• Data for this exercise:
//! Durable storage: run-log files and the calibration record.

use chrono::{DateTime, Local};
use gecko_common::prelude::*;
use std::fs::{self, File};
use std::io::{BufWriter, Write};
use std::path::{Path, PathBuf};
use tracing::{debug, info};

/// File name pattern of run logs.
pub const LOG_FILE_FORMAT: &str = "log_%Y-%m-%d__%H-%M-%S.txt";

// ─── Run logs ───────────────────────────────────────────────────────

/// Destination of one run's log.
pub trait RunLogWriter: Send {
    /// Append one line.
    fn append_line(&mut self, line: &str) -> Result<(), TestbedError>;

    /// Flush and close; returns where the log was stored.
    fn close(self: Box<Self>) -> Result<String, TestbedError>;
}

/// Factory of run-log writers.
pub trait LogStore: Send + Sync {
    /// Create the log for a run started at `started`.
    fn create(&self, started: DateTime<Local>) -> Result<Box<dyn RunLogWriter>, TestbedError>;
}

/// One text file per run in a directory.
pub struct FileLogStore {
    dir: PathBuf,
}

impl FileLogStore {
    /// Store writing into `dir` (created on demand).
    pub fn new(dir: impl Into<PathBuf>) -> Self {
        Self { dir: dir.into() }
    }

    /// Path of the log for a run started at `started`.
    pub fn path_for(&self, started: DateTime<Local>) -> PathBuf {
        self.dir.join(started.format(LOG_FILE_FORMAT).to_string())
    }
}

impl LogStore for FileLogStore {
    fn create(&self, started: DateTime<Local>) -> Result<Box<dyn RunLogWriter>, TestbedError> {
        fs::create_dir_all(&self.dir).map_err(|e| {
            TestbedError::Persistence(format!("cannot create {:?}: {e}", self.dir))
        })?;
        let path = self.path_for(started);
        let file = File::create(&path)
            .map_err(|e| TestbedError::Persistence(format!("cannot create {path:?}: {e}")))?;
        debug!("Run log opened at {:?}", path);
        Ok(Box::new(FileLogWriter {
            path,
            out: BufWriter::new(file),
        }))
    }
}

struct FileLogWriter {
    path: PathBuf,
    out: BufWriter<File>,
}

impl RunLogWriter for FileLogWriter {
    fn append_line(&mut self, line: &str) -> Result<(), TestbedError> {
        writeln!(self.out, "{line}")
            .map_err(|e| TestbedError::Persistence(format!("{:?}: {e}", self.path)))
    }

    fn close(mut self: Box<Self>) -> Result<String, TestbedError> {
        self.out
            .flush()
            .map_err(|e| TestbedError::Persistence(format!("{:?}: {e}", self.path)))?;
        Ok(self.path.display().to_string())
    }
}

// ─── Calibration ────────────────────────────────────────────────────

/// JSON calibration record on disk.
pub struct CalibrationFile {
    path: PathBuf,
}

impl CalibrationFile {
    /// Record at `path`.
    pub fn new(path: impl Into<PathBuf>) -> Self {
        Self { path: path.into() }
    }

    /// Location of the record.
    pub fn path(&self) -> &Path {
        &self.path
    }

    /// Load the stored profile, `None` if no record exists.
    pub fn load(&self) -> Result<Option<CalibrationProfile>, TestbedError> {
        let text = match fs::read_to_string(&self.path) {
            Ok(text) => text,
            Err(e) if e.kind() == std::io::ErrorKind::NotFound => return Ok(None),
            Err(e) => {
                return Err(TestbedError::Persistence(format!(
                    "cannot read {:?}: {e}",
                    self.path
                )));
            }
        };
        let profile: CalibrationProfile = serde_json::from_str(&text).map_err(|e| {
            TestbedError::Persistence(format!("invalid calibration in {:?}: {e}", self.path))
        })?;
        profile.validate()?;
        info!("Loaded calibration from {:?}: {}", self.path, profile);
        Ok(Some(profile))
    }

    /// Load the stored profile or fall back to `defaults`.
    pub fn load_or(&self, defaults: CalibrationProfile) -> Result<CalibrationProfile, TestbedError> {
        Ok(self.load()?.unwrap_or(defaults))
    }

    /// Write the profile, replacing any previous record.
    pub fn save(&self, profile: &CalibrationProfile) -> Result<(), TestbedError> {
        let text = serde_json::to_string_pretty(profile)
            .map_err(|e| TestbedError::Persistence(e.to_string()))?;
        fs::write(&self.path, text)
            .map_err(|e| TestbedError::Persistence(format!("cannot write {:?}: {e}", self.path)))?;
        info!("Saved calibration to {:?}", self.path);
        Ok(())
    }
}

• Exercise: Take the stretch of lines above from the one containing "no record exists." through the one containing "let profile: CalibrationProfile" and repeat it exactly, adding no other line.

• Task result:
    /// Load the stored profile, `None` if no record exists.
    pub fn load(&self) -> Result<Option<CalibrationProfile>, TestbedError> {
        let text = match fs::read_to_string(&self.path) {
            Ok(text) => text,
            Err(e) if e.kind() == std::io::ErrorKind::NotFound => return Ok(None),
            Err(e) => {
                return Err(TestbedError::Persistence(format!(
                    "cannot read {:?}: {e}",
                    self.path
                )));
            }
        };
        let profile: CalibrationProfile = serde_json::from_str(&text).map_err(|e| {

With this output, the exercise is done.